JUIZADO ESPECIAL
LEI 9.099 DE 26-09-1995
QUEIXOSA TAMBÉM DENUNCIADA — SE CARACTERIZA CONSTRANGIMENTO ILEGAL
- Recurso
- —
- Tribunal
Resumo do acórdão
- ... O condutor do julgado recorrido, ao indeferir a súplica, afirmou: «A paciente, conforme a inicial, foi vítima de uma agressão física em razão disso procurou a polícia, prestando queixa e solicitando instauração de inquérito. Concluído, este, resultou apurado que ela havia, na verdade, sido espancada e ficar, em conseqüência, com a sua integridade física lesionada. Viu-se a paciente, entretanto, denunciada como responsável pela prática de ferimento em seu agressor. Acha que sofre, por isso, constrangimento ilegal e quer, com a impetração, ser excluída da denúncia.

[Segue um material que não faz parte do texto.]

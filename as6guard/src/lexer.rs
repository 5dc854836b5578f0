//! Minimal lexical scanner for Structured Text and C-family sources.
//!
//! The scanner exists so that identifier matching never fires inside
//! comments or string literals. It emits identifier, number and symbol
//! tokens with byte offsets and line/column positions; comments and string
//! contents are consumed silently.

use std::path::Path;

#[derive(Debug, Clone, Copy, PartialEq, Eq)]
pub enum CommentStyle {
    /// `//` line comments, `(* *)` block comments, `'`/`"` strings with
    /// `$` as the escape character.
    StructuredText,
    /// `//` and `/* */` comments, `"` strings and `'` char literals with
    /// backslash escapes.
    CFamily,
}

impl CommentStyle {
    pub fn for_path(path: &Path) -> Self {
        match path
            .extension()
            .and_then(|e| e.to_str())
            .map(|e| e.to_ascii_lowercase())
            .as_deref()
        {
            Some("c") | Some("cpp") | Some("hpp") | Some("h") => CommentStyle::CFamily,
            _ => CommentStyle::StructuredText,
        }
    }
}

#[derive(Debug, Clone, Copy, PartialEq, Eq)]
pub enum TokenKind {
    Ident,
    Number,
    Symbol,
}

#[derive(Debug, Clone, Copy, PartialEq, Eq)]
pub struct Token<'a> {
    pub kind: TokenKind,
    pub text: &'a str,
    /// Byte offset of the first character.
    pub start: usize,
    /// Byte offset one past the last character.
    pub end: usize,
    pub line: u32,
    pub column: u32,
}

pub struct Lexer<'a> {
    src: &'a str,
    bytes: &'a [u8],
    pos: usize,
    line: u32,
    column: u32,
    style: CommentStyle,
}

impl<'a> Lexer<'a> {
    pub fn new(src: &'a str, style: CommentStyle) -> Self {
        Self {
            src,
            bytes: src.as_bytes(),
            pos: 0,
            line: 1,
            column: 1,
            style,
        }
    }

    /// Tokenize the whole input. Comments and strings are skipped, so every
    /// returned token lives in live code.
    pub fn tokens(mut self) -> Vec<Token<'a>> {
        let mut out = Vec::new();
        while let Some(tok) = self.next_token() {
            out.push(tok);
        }
        out
    }

    fn next_token(&mut self) -> Option<Token<'a>> {
        loop {
            self.skip_insignificant();
            let start = self.pos;
            let line = self.line;
            let column = self.column;
            let b = *self.bytes.get(self.pos)?;

            if b == b'_' || b.is_ascii_alphabetic() {
                while self
                    .bytes
                    .get(self.pos)
                    .is_some_and(|&c| c == b'_' || c.is_ascii_alphanumeric())
                {
                    self.advance();
                }
                return Some(Token {
                    kind: TokenKind::Ident,
                    text: &self.src[start..self.pos],
                    start,
                    end: self.pos,
                    line,
                    column,
                });
            }

            if b.is_ascii_digit() {
                while self
                    .bytes
                    .get(self.pos)
                    .is_some_and(|&c| c.is_ascii_alphanumeric() || c == b'.' || c == b'#')
                {
                    // IEC literals like 16#FF or T#5s keep their tail glued on.
                    self.advance();
                }
                return Some(Token {
                    kind: TokenKind::Number,
                    text: &self.src[start..self.pos],
                    start,
                    end: self.pos,
                    line,
                    column,
                });
            }

            self.advance();
            return Some(Token {
                kind: TokenKind::Symbol,
                text: &self.src[start..self.pos],
                start,
                end: self.pos,
                line,
                column,
            });
        }
    }

    /// Skip whitespace, comments and string literals.
    fn skip_insignificant(&mut self) {
        loop {
            match self.bytes.get(self.pos) {
                Some(b) if b.is_ascii_whitespace() => {
                    self.advance();
                }
                Some(b'/') if self.peek_at(1) == Some(b'/') => self.skip_line_comment(),
                Some(b'/')
                    if self.style == CommentStyle::CFamily && self.peek_at(1) == Some(b'*') =>
                {
                    self.skip_block_comment(b"/*", b"*/")
                }
                Some(b'(')
                    if self.style == CommentStyle::StructuredText
                        && self.peek_at(1) == Some(b'*') =>
                {
                    self.skip_block_comment(b"(*", b"*)")
                }
                Some(b'\'') => {
                    let escape = match self.style {
                        CommentStyle::StructuredText => b'$',
                        CommentStyle::CFamily => b'\\',
                    };
                    self.skip_string(b'\'', escape);
                }
                Some(b'"') => {
                    let escape = match self.style {
                        CommentStyle::StructuredText => b'$',
                        CommentStyle::CFamily => b'\\',
                    };
                    self.skip_string(b'"', escape);
                }
                _ => return,
            }
        }
    }

    fn skip_line_comment(&mut self) {
        while let Some(&b) = self.bytes.get(self.pos) {
            if b == b'\n' {
                return;
            }
            self.advance();
        }
    }

    fn skip_block_comment(&mut self, open: &[u8], close: &[u8]) {
        self.advance(); // first open byte
        self.advance(); // second open byte
        debug_assert_eq!(open.len(), 2);
        while self.pos < self.bytes.len() {
            if self.bytes[self.pos] == close[0] && self.peek_at(1) == Some(close[1]) {
                self.advance();
                self.advance();
                return;
            }
            self.advance();
        }
        // Unterminated comment swallows the rest of the file.
    }

    fn skip_string(&mut self, quote: u8, escape: u8) {
        self.advance(); // opening quote
        while let Some(&b) = self.bytes.get(self.pos) {
            if b == escape {
                self.advance();
                if self.pos < self.bytes.len() {
                    self.advance();
                }
                continue;
            }
            if b == quote {
                self.advance();
                return;
            }
            if b == b'\n' {
                // Strings don't span lines in either grammar; bail so a
                // missing quote can't hide the rest of the file.
                return;
            }
            self.advance();
        }
    }

    fn peek_at(&self, offset: usize) -> Option<u8> {
        self.bytes.get(self.pos + offset).copied()
    }

    fn advance(&mut self) {
        if let Some(&b) = self.bytes.get(self.pos) {
            if b == b'\n' {
                self.line += 1;
                self.column = 1;
            } else {
                self.column += 1;
            }
            self.pos += 1;
        }
    }
}
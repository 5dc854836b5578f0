//! End-to-end rewrite runs over real directory trees.

use std::path::Path;

use as6guard::{load_builtin_rules, As6GuardCore, RewriteOptions, RewriteOutcome};

fn write(path: &Path, content: &str) {
    if let Some(parent) = path.parent() {
        std::fs::create_dir_all(parent).unwrap();
    }
    std::fs::write(path, content).unwrap();
}

fn project_with(dir: &Path, source: &str) {
    write(
        &dir.join("Plant.apj"),
        r#"<?AutomationStudio Version="4.12.2.90"?><Project />"#,
    );
    write(&dir.join("Logical/prog/main.st"), source);
}

#[test]
fn rewrites_live_code_and_leaves_comments() {
    let dir = tempfile::tempdir().unwrap();
    project_with(
        dir.path(),
        "(* atan2(a, b) documented here *)\nangle := atan2(y, x);\nmsg := 'atan2';\n",
    );
    let kb = load_builtin_rules().unwrap();
    let results = As6GuardCore::new()
        .rewrite(dir.path(), &kb, &RewriteOptions::default())
        .unwrap();

    let main = results
        .iter()
        .find(|r| r.path.ends_with("main.st"))
        .unwrap();
    assert_eq!(main.outcome, RewriteOutcome::Rewritten);
    assert_eq!(main.applied.len(), 1);
    assert_eq!(main.applied[0].rule, "function:atan2");
    assert_eq!(main.applied[0].line, 2);

    let content = std::fs::read_to_string(dir.path().join("Logical/prog/main.st")).unwrap();
    assert_eq!(
        content,
        "(* atan2(a, b) documented here *)\nangle := brmatan2(y, x);\nmsg := 'atan2';\n"
    );
}

#[test]
fn second_run_changes_nothing() {
    let dir = tempfile::tempdir().unwrap();
    project_with(
        dir.path(),
        "angle := atan2(y, x);\nc := amPI;\npolicy := UASecurityPolicy_Basic256;\n",
    );
    let kb = load_builtin_rules().unwrap();
    let core = As6GuardCore::new();

    let first = core
        .rewrite(dir.path(), &kb, &RewriteOptions::default())
        .unwrap();
    assert!(first
        .iter()
        .any(|r| r.outcome == RewriteOutcome::Rewritten));
    let after_first = std::fs::read_to_string(dir.path().join("Logical/prog/main.st")).unwrap();

    let second = core
        .rewrite(dir.path(), &kb, &RewriteOptions::default())
        .unwrap();
    assert!(second
        .iter()
        .all(|r| r.outcome == RewriteOutcome::Unchanged));
    let after_second = std::fs::read_to_string(dir.path().join("Logical/prog/main.st")).unwrap();
    assert_eq!(after_first, after_second);
}

#[test]
fn backup_keeps_the_original() {
    let dir = tempfile::tempdir().unwrap();
    let original = "angle := atan2(y, x);\n";
    project_with(dir.path(), original);
    let kb = load_builtin_rules().unwrap();
    let options = RewriteOptions {
        backup: true,
        ..Default::default()
    };
    As6GuardCore::new()
        .rewrite(dir.path(), &kb, &options)
        .unwrap();

    let backup = std::fs::read_to_string(dir.path().join("Logical/prog/main.st.bak")).unwrap();
    assert_eq!(backup, original);
    let rewritten = std::fs::read_to_string(dir.path().join("Logical/prog/main.st")).unwrap();
    assert_eq!(rewritten, "angle := brmatan2(y, x);\n");
}

#[test]
fn dry_run_reports_the_diff_without_writing() {
    let dir = tempfile::tempdir().unwrap();
    project_with(dir.path(), "angle := atan2(y, x);\n");
    let kb = load_builtin_rules().unwrap();
    let options = RewriteOptions {
        dry_run: true,
        ..Default::default()
    };
    let results = As6GuardCore::new()
        .rewrite(dir.path(), &kb, &options)
        .unwrap();

    let main = results
        .iter()
        .find(|r| r.path.ends_with("main.st"))
        .unwrap();
    assert_eq!(main.outcome, RewriteOutcome::Rewritten);
    let diff = main.diff.as_deref().unwrap();
    assert!(diff.contains("-1 angle := atan2(y, x);"));
    assert!(diff.contains("+1 angle := brmatan2(y, x);"));

    let content = std::fs::read_to_string(dir.path().join("Logical/prog/main.st")).unwrap();
    assert_eq!(content, "angle := atan2(y, x);\n");
    assert!(!dir.path().join("Logical/prog/main.st.bak").exists());
}

#[test]
fn latin1_file_round_trips_without_mojibake() {
    let dir = tempfile::tempdir().unwrap();
    write(
        &dir.path().join("Plant.apj"),
        r#"<?AutomationStudio Version="4.12.2.90"?><Project />"#,
    );
    std::fs::create_dir_all(dir.path().join("Logical/prog")).unwrap();
    let mut bytes = Vec::new();
    bytes.extend_from_slice(b"(* L\xE4nge *)\nl := strlen(s);\n");
    std::fs::write(dir.path().join("Logical/prog/calc.st"), &bytes).unwrap();

    let kb = load_builtin_rules().unwrap();
    As6GuardCore::new()
        .rewrite(dir.path(), &kb, &RewriteOptions::default())
        .unwrap();

    let out = std::fs::read(dir.path().join("Logical/prog/calc.st")).unwrap();
    assert_eq!(out, b"(* L\xE4nge *)\nl := brsstrlen(s);\n".to_vec());
}

#[test]
fn latin1_tail_far_into_a_large_file_survives_the_rewrite() {
    let dir = tempfile::tempdir().unwrap();
    write(
        &dir.path().join("Plant.apj"),
        r#"<?AutomationStudio Version="4.12.2.90"?><Project />"#,
    );
    std::fs::create_dir_all(dir.path().join("Logical/prog")).unwrap();
    // The only non-ASCII byte sits well past any sniffing window.
    let mut bytes = Vec::new();
    for _ in 0..512 {
        bytes.extend_from_slice(b"(* padding line to push the tail out *)\n");
    }
    bytes.extend_from_slice(b"l := strlen(s);\n(* L\xE4nge *)\n");
    std::fs::write(dir.path().join("Logical/prog/calc.st"), &bytes).unwrap();

    let kb = load_builtin_rules().unwrap();
    As6GuardCore::new()
        .rewrite(dir.path(), &kb, &RewriteOptions::default())
        .unwrap();

    let out = std::fs::read(dir.path().join("Logical/prog/calc.st")).unwrap();
    assert!(out.windows(9).any(|w| w == b"brsstrlen"));
    // Still exactly one 0xE4 byte, not a UTF-8 transcoding of it.
    assert_eq!(out.iter().filter(|b| **b == 0xE4).count(), 1);
    assert!(!out.windows(2).any(|w| w == [0xC3, 0xA4]));
}

#[test]
fn selected_kinds_limit_the_pass() {
    use as6guard::RuleKind;

    let dir = tempfile::tempdir().unwrap();
    project_with(
        dir.path(),
        "angle := atan2(y, x);\npolicy := UASecurityPolicy_Basic256;\n",
    );
    let kb = load_builtin_rules().unwrap();
    let options = RewriteOptions {
        kinds: vec![RuleKind::OpcUaConstruct],
        ..Default::default()
    };
    As6GuardCore::new()
        .rewrite(dir.path(), &kb, &options)
        .unwrap();

    let content = std::fs::read_to_string(dir.path().join("Logical/prog/main.st")).unwrap();
    assert_eq!(
        content,
        "angle := atan2(y, x);\npolicy := UASP_Basic256;\n"
    );
}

Ora, todos sabemos que a carência de justa causa para a ação penal abrange falta de criminalidade do fato, a falta de prova, e segundo a jurisprudência pacífica, «a não criminalidade do ato só autoriza "habeas corpus", quando indiscutível e evidente». Não é o caso. Aqui, para se chegar à certeza de que inexiste justa causa para a exclusão da paciente da denúncia, teremos de examinar a prova e estudá-la em profundidade esta apreciação, de fato, não se dá em sede de "habeas corpus". As informações falam em lesões recíprocas e foi por isso que a paciente se viu incluída na denúncia. Poderá ter sido vítima de uma agressão e ferido o seu contendor em legítima defesa mas essa questão deverá ser solucionada na própria ação penal onde o contraditório assegurará, por certo a justa decisão». - .............................................................................................................................................................. - Não parece possível, como reconheceu o acórdão, desde logo, dar pela inteira falta de justa causa para a inclusão da paciente no rol dos denunciados. Se procede, ou não, a acusação, como incursa no art. 129, do CP, somente, na sentença, será possível, a final, proclamar-se. Não é, portanto, desde logo, de trancar a ação penal contra a paciente. Ac. de 23-11-1984 Revista Trimestral de Jurisprudência, Vol. 120 (Maio/87) - Pág. 581. EMFOR 474
Ementa
Não sendo inepta a denúncia que imputa à paciente a pratica do crime de lesões corporais, inobstante vítima, no mesmo feito, de crime idêntico e haja o inquérito policial sido instaurado, em virtude de queixa por ela apresentada, não é de conceder-se o «habeas corpus» para trancamento da ação penal contra a paciente.